Toronto writer Sam Maggs highlights the accomplishments of female scientists, inventors and spies in Wonder Women.
Photo, Ashley Walker. Photo, Ashley Walker.

Did you know that it was a woman who first discovered nuclear fission? And the first viable treatment for leprosy? And the flat-bottomed paper bag? Probably not, right? Sam Maggs, gaming expert and author of the new go-to feminist history tome Wonder Women: 25 Innovators, Inventors and Trailblazers Who Changed History, tells the stories of female innovators omitted from our textbooks. Here, she discusses why women are owed more idols than Marie Curie (inspiring as she was).

Who did you write Wonder Women for? For all the women, especially women of colour and queer women, who’ve never seen role models who look like them in STEM fields. It was about bringing to light forgotten stories of women who were innovators and pioneers in a time when it was incredibly difficult to be them. Growing up, we rarely see women’s accomplishments represented in our textbooks; we sort of re-tread the stories of the same two or three women. We see Marie Curie, or potentially Ada Lovelace (founder of computing), but that’s it.

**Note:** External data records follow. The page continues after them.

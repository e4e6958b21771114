//! Sync error handling
//!
//! Remote failures carry an [`ErrorCode`] which classifies them as transient
//! (retry), permanent (drop and roll back) or conflict (resolve). Every code
//! maps to a human-readable message for the UI.

use std::fmt;

use serde::{Deserialize, Serialize};
use thiserror::Error;

use crate::models::{EntityType, MutationAction};
use crate::storage::StorageError;

/// How a failure should be handled
#[derive(Debug, Clone, Copy, PartialEq, Eq)]
pub enum ErrorKind {
    /// Network-level problem; retry later
    Transient,
    /// Semantic rejection; never retry
    Permanent,
    /// Remote state diverged from the assumed base
    Conflict,
}

/// Error codes reported by the remote store
#[derive(Debug, Clone, Copy, PartialEq, Eq, Hash, Serialize, Deserialize)]
#[serde(rename_all = "kebab-case")]
pub enum ErrorCode {
    Unavailable,
    DeadlineExceeded,
    Cancelled,
    ResourceExhausted,
    Internal,
    InvalidArgument,
    PermissionDenied,
    NotFound,
    AlreadyExists,
    Unauthenticated,
    Aborted,
    FailedPrecondition,
    Unknown,
}

impl ErrorCode {
    /// Classify the code
    pub fn kind(&self) -> ErrorKind {
        match self {
            ErrorCode::Unavailable
            | ErrorCode::DeadlineExceeded
            | ErrorCode::Cancelled
            | ErrorCode::ResourceExhausted
            | ErrorCode::Internal => ErrorKind::Transient,
            ErrorCode::Aborted | ErrorCode::FailedPrecondition => ErrorKind::Conflict,
            ErrorCode::InvalidArgument
            | ErrorCode::PermissionDenied
            | ErrorCode::NotFound
            | ErrorCode::AlreadyExists
            | ErrorCode::Unauthenticated
            | ErrorCode::Unknown => ErrorKind::Permanent,
        }
    }

    /// Wire spelling of the code
    pub fn as_str(&self) -> &'static str {
        match self {
            ErrorCode::Unavailable => "unavailable",
            ErrorCode::DeadlineExceeded => "deadline-exceeded",
            ErrorCode::Cancelled => "cancelled",
            ErrorCode::ResourceExhausted => "resource-exhausted",
            ErrorCode::Internal => "internal",
            ErrorCode::InvalidArgument => "invalid-argument",
            ErrorCode::PermissionDenied => "permission-denied",
            ErrorCode::NotFound => "not-found",
            ErrorCode::AlreadyExists => "already-exists",
            ErrorCode::Unauthenticated => "unauthenticated",
            ErrorCode::Aborted => "aborted",
            ErrorCode::FailedPrecondition => "failed-precondition",
            ErrorCode::Unknown => "unknown",
        }
    }

    /// Parse a wire code; unrecognized codes map to `Unknown`
    pub fn from_code(code: &str) -> Self {
        match code {
            "unavailable" => ErrorCode::Unavailable,
            "deadline-exceeded" => ErrorCode::DeadlineExceeded,
            "cancelled" => ErrorCode::Cancelled,
            "resource-exhausted" => ErrorCode::ResourceExhausted,
            "internal" => ErrorCode::Internal,
            "invalid-argument" => ErrorCode::InvalidArgument,
            "permission-denied" => ErrorCode::PermissionDenied,
            "not-found" => ErrorCode::NotFound,
            "already-exists" => ErrorCode::AlreadyExists,
            "unauthenticated" => ErrorCode::Unauthenticated,
            "aborted" => ErrorCode::Aborted,
            "failed-precondition" => ErrorCode::FailedPrecondition,
            _ => ErrorCode::Unknown,
        }
    }

    /// Human-readable message shown to users
    pub fn user_message(&self) -> &'static str {
        match self {
            ErrorCode::PermissionDenied => "Permission denied. Please contact support.",
            ErrorCode::Unavailable => "Service temporarily unavailable. Please try again later.",
            ErrorCode::DeadlineExceeded => "The request timed out. It will be retried.",
            ErrorCode::NotFound => "The record no longer exists.",
            ErrorCode::AlreadyExists => "This record already exists.",
            ErrorCode::InvalidArgument => "Some fields are invalid. Please check your input.",
            ErrorCode::Unauthenticated => "Your session has expired. Please sign in again.",
            ErrorCode::Aborted | ErrorCode::FailedPrecondition => {
                "This record was changed by someone else."
            }
            _ => "An error occurred. Please try again.",
        }
    }
}

impl fmt::Display for ErrorCode {
    fn fmt(&self, f: &mut fmt::Formatter<'_>) -> fmt::Result {
        f.write_str(self.as_str())
    }
}

/// Failure reported by a [`RemoteChannel`](crate::remote::RemoteChannel)
#[derive(Debug, Clone, Error, PartialEq, Eq)]
#[error("{code}: {message}")]
pub struct RemoteError {
    pub code: ErrorCode,
    pub message: String,
}

impl RemoteError {
    pub fn new(code: ErrorCode, message: impl Into<String>) -> Self {
        Self {
            code,
            message: message.into(),
        }
    }

    /// Shorthand for a transient "unavailable" error
    pub fn unavailable(message: impl Into<String>) -> Self {
        Self::new(ErrorCode::Unavailable, message)
    }

    pub fn kind(&self) -> ErrorKind {
        self.code.kind()
    }

    pub fn is_transient(&self) -> bool {
        self.kind() == ErrorKind::Transient
    }
}

/// A payload rejected before it reached the queue
#[derive(Debug, Clone, Error, PartialEq, Eq)]
pub enum ValidationError {
    /// A required field is missing or empty
    #[error("{entity} {action}: missing required field '{field}'")]
    MissingField {
        entity: EntityType,
        action: MutationAction,
        field: &'static str,
    },

    /// A field has the wrong JSON type or an unsupported value
    #[error("{entity}: field '{field}' must be {expected}")]
    InvalidField {
        entity: EntityType,
        field: String,
        expected: &'static str,
    },

    /// An update carried nothing besides the id
    #[error("{entity} update: no fields to change")]
    EmptyUpdate { entity: EntityType },
}

/// Errors returned by the sync core's public operations
#[derive(Debug, Error)]
pub enum SyncError {
    /// Payload failed schema validation
    #[error("Validation failed: {0}")]
    Validation(#[from] ValidationError),

    /// Remote store rejected an operation
    #[error("Remote error: {0}")]
    Remote(#[from] RemoteError),

    /// Local persistence failed
    #[error("Storage error: {0}")]
    Storage(#[from] StorageError),

    /// Operation requires a signed-in user
    #[error("No user is signed in")]
    NotSignedIn,

    /// The orchestrator has been stopped
    #[error("Sync orchestrator is stopped")]
    Stopped,
}

impl SyncError {
    /// Error code surfaced to the UI
    pub fn code(&self) -> ErrorCode {
        match self {
            SyncError::Validation(_) => ErrorCode::InvalidArgument,
            SyncError::Remote(e) => e.code,
            SyncError::NotSignedIn => ErrorCode::Unauthenticated,
            SyncError::Storage(_) | SyncError::Stopped => ErrorCode::Unknown,
        }
    }

    /// Human-readable message for the UI
    pub fn user_message(&self) -> String {
        match self {
            SyncError::Validation(e) => e.to_string(),
            other => other.code().user_message().to_string(),
        }
    }
}

/// Result type for sync operations
pub type SyncResult<T> = Result<T, SyncError>;

#[cfg(test)]
mod tests {
    use super::*;

    #[test]
    fn test_transient_classification() {
        for code in [
            ErrorCode::Unavailable,
            ErrorCode::DeadlineExceeded,
            ErrorCode::Cancelled,
            ErrorCode::ResourceExhausted,
            ErrorCode::Internal,
        ] {
            assert_eq!(code.kind(), ErrorKind::Transient, "{code}");
        }
    }

    #[test]
    fn test_permanent_classification() {
        for code in [
            ErrorCode::PermissionDenied,
            ErrorCode::NotFound,
            ErrorCode::InvalidArgument,
            ErrorCode::AlreadyExists,
            ErrorCode::Unauthenticated,
            ErrorCode::Unknown,
        ] {
            assert_eq!(code.kind(), ErrorKind::Permanent, "{code}");
        }
        assert_eq!(ErrorCode::Aborted.kind(), ErrorKind::Conflict);
        assert_eq!(ErrorCode::FailedPrecondition.kind(), ErrorKind::Conflict);
    }

    #[test]
    fn test_code_parsing() {
        assert_eq!(
            ErrorCode::from_code("permission-denied"),
            ErrorCode::PermissionDenied
        );
        assert_eq!(
            ErrorCode::from_code("deadline-exceeded"),
            ErrorCode::DeadlineExceeded
        );
        assert_eq!(ErrorCode::from_code("weird"), ErrorCode::Unknown);
        assert_eq!(ErrorCode::NotFound.to_string(), "not-found");
    }

    #[test]
    fn test_code_serde_uses_wire_spelling() {
        let json = serde_json::to_string(&ErrorCode::PermissionDenied).unwrap();
        assert_eq!(json, "\"permission-denied\"");
    }

    #[test]
    fn test_user_messages() {
        assert_eq!(
            ErrorCode::PermissionDenied.user_message(),
            "Permission denied. Please contact support."
        );
        assert_eq!(
            ErrorCode::Internal.user_message(),
            "An error occurred. Please try again."
        );
    }

    #[test]
    fn test_remote_error_display() {
        let err = RemoteError::new(ErrorCode::PermissionDenied, "rules rejected write");
        assert_eq!(err.to_string(), "permission-denied: rules rejected write");
        assert!(!err.is_transient());
        assert!(RemoteError::unavailable("offline").is_transient());
    }

    #[test]
    fn test_sync_error_codes() {
        let err = SyncError::from(ValidationError::EmptyUpdate {
            entity: EntityType::Appointment,
        });
        assert_eq!(err.code(), ErrorCode::InvalidArgument);
        assert!(err.user_message().contains("no fields to change"));
        assert_eq!(SyncError::NotSignedIn.code(), ErrorCode::Unauthenticated);
    }
}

Well, I mean, we have Marie Curie. What more do women want, right? [Laughs] Yeah, she’s cool, but she has so many amazing contemporaries too.

Women have always been in science and tech, but they haven’t always been seen. The tragic thing is that throughout history, so many women have had their accomplishments erased by time — or stolen by a male colleague. Or they weren’t able to take credit because of their gender or race.

Right. Because, as you say, history is written by the victors, and very often the victors have been straight, white dudes. That doesn’t exactly bode well for female trailblazers. Absolutely. And they’re not only erased because dudes wrote the textbooks. Women couldn’t file for a patent because a) Patents were property, and women couldn't own property; and b) Businesses were afraid that if customers found out something was invented by a black woman, they wouldn’t buy it.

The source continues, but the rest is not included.